Raw data:
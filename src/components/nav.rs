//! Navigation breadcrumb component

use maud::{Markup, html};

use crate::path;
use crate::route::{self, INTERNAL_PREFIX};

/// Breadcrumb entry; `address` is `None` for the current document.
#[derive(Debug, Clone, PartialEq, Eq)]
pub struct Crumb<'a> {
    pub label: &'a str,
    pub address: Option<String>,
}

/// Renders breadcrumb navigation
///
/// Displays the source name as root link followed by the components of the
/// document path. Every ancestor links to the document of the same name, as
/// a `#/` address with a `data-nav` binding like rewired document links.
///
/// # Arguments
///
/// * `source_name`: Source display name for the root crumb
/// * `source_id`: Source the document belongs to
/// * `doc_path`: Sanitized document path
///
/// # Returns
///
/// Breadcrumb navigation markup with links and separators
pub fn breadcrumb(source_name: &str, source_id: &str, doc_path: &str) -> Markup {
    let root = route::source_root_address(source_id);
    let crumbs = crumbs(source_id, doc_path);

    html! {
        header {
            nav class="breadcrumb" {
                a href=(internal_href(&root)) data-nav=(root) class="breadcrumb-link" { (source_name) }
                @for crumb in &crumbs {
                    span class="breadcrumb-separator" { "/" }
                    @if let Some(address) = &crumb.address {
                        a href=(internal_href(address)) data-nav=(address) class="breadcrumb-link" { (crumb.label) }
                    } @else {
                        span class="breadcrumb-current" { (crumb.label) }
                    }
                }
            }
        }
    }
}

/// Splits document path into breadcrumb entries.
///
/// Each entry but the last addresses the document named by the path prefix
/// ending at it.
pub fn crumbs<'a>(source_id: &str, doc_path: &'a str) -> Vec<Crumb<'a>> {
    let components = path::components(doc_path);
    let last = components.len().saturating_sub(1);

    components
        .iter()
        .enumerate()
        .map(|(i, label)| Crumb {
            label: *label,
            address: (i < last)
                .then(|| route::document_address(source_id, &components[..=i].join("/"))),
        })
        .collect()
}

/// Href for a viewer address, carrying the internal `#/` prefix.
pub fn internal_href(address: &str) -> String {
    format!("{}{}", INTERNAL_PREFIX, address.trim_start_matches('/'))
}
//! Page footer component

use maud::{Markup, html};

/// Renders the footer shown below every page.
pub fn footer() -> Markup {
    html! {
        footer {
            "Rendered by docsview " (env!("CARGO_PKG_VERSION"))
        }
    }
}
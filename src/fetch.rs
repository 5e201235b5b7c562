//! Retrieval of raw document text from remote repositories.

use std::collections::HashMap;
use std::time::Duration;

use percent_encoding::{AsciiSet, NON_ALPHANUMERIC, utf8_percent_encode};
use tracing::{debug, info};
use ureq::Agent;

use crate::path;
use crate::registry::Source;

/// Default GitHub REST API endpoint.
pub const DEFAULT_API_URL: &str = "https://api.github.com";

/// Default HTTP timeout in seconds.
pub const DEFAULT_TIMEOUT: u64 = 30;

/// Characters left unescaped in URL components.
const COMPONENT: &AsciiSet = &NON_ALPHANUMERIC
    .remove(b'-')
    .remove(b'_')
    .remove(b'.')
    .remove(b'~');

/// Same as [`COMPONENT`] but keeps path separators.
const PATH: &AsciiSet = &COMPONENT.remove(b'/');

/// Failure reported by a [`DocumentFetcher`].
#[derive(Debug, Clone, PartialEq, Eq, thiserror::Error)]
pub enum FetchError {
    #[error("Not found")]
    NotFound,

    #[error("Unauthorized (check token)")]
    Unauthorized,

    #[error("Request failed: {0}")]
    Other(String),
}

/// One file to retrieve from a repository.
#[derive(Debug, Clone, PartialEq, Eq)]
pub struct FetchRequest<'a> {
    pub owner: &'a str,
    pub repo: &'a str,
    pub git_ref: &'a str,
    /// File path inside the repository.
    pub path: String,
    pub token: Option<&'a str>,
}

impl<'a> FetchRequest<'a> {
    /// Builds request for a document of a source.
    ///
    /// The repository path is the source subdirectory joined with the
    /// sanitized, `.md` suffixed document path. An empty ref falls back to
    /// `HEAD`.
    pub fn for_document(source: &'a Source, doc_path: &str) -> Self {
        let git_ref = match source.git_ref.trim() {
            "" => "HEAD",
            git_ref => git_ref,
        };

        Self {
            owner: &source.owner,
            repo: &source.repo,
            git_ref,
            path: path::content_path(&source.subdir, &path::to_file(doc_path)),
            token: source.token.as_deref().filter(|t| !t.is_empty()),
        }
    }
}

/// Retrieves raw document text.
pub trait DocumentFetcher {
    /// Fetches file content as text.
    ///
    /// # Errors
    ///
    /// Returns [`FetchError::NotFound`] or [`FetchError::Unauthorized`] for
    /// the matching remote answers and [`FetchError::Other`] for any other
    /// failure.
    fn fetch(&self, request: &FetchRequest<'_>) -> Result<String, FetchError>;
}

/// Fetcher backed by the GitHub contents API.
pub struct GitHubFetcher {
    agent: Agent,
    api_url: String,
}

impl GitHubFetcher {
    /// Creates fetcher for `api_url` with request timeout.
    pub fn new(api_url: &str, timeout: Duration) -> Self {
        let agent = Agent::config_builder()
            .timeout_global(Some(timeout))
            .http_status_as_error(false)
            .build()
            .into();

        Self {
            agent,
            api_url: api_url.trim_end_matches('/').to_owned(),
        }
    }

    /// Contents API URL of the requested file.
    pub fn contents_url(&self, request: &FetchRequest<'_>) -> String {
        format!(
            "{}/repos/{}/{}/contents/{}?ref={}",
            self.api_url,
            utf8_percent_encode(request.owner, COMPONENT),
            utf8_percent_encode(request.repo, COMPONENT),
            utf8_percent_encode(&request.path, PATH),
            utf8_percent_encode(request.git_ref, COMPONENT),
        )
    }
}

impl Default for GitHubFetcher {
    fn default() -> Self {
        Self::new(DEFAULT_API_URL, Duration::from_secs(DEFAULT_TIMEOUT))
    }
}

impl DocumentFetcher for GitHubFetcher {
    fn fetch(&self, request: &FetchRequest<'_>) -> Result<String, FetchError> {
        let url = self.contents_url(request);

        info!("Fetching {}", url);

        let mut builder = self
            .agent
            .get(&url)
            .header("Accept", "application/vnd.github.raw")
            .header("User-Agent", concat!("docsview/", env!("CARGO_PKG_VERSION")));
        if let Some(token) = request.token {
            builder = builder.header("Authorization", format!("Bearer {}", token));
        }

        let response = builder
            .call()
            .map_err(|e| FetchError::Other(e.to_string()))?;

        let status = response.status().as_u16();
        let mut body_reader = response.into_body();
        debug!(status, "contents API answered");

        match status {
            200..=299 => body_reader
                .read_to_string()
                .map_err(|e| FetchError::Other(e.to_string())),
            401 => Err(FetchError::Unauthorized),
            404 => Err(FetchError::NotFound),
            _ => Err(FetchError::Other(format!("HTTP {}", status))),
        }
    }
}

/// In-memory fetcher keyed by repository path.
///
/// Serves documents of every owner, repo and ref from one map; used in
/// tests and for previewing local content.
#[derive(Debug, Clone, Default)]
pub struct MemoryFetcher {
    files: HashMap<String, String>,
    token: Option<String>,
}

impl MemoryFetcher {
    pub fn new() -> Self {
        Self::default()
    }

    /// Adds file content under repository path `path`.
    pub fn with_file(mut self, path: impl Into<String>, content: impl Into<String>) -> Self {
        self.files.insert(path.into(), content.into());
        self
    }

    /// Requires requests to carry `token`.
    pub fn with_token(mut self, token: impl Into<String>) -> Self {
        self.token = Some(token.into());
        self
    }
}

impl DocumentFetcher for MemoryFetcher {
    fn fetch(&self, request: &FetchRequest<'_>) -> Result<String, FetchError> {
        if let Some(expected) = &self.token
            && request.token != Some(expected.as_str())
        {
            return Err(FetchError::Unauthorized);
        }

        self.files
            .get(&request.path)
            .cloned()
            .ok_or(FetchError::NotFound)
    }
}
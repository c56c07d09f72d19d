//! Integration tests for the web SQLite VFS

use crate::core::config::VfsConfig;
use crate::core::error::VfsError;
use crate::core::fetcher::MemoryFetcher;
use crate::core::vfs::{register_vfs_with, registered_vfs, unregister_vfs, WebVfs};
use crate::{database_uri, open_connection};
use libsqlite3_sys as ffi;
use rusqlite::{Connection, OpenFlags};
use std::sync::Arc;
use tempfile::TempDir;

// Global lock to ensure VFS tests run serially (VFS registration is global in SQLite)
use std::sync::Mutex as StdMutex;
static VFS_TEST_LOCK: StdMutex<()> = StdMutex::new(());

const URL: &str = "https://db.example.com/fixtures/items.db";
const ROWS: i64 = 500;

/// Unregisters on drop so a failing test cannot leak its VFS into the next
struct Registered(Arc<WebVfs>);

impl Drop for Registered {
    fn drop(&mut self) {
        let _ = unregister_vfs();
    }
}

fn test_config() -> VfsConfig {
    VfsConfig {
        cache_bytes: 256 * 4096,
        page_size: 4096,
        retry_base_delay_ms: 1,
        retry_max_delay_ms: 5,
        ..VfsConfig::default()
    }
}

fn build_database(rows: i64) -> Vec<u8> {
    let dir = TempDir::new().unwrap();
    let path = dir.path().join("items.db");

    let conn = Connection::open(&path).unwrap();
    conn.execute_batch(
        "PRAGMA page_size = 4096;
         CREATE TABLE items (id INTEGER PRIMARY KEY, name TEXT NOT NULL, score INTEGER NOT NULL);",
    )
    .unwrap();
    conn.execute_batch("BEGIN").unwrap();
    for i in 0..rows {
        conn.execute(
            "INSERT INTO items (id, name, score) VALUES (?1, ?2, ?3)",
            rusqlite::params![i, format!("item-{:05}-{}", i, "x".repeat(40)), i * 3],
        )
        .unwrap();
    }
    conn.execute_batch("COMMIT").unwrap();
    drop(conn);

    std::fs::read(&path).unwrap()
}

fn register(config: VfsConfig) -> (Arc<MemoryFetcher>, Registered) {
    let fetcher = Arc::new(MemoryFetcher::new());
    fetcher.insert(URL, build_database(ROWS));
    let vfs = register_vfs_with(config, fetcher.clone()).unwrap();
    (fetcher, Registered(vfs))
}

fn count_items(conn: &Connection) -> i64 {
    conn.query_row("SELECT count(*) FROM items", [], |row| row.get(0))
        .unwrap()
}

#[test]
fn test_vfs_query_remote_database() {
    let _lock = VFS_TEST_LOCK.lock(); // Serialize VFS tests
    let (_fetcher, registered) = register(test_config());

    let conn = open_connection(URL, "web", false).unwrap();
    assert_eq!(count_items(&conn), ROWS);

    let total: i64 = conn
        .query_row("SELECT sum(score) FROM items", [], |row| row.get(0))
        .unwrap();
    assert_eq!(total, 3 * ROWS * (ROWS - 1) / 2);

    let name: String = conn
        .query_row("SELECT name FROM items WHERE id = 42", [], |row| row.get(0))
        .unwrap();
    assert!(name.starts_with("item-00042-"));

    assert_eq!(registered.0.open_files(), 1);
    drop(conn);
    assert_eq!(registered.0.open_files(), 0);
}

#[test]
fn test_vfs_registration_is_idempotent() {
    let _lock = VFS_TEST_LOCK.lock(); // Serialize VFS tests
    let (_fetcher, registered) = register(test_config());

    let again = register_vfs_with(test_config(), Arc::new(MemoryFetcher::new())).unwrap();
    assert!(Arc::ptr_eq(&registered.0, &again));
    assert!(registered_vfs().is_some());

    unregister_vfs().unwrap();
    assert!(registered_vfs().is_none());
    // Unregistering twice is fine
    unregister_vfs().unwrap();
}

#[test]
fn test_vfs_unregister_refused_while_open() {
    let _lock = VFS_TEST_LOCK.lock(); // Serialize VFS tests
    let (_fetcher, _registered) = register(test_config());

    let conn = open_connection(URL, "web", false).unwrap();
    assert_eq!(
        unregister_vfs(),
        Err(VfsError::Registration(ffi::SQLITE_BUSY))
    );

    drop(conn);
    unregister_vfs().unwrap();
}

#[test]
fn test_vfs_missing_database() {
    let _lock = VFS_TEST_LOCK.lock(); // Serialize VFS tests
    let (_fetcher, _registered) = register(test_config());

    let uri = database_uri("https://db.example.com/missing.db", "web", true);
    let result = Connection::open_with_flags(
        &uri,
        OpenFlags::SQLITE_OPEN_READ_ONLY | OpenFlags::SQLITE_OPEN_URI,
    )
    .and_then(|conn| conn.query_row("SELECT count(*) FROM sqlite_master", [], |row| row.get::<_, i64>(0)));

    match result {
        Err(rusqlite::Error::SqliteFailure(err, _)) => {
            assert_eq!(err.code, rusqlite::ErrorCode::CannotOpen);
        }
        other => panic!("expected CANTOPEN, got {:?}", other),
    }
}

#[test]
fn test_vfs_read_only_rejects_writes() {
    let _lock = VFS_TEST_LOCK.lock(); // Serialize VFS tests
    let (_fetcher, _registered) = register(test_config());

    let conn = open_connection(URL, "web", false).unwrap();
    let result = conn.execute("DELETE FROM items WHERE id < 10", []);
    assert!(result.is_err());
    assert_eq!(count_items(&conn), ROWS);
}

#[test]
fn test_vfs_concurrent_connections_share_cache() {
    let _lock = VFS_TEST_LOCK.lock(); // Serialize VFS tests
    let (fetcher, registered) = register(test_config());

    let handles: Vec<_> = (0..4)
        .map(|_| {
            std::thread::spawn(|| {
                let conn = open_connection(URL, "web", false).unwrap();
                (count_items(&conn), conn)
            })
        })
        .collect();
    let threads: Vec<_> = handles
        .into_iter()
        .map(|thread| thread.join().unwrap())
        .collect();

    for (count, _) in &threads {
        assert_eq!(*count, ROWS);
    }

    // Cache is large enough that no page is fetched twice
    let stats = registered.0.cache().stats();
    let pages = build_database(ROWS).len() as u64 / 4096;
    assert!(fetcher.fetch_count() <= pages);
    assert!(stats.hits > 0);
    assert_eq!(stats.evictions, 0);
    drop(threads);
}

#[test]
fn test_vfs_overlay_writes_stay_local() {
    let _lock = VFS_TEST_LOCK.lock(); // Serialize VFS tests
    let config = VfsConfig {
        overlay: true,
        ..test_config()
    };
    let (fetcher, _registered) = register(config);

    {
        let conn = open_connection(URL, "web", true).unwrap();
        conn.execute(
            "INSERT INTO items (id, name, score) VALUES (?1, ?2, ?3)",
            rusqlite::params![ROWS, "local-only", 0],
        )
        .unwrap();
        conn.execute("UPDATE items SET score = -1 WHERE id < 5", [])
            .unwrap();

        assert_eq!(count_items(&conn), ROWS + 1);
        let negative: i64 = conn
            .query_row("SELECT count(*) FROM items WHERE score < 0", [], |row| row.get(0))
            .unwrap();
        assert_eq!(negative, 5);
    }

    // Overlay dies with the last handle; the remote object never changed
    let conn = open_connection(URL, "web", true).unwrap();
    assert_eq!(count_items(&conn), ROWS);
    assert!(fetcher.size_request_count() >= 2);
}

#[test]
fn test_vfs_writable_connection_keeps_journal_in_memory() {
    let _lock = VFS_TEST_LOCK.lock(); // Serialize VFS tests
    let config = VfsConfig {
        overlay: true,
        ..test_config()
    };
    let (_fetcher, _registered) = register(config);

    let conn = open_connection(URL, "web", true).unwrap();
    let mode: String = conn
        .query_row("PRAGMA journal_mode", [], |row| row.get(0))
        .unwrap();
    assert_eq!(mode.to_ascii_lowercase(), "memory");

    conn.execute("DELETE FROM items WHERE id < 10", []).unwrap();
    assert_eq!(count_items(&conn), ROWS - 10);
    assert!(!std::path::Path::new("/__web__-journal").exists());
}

Problem:
Number of lines holding "response" in the material: state it with no other words.

Result of the task:
3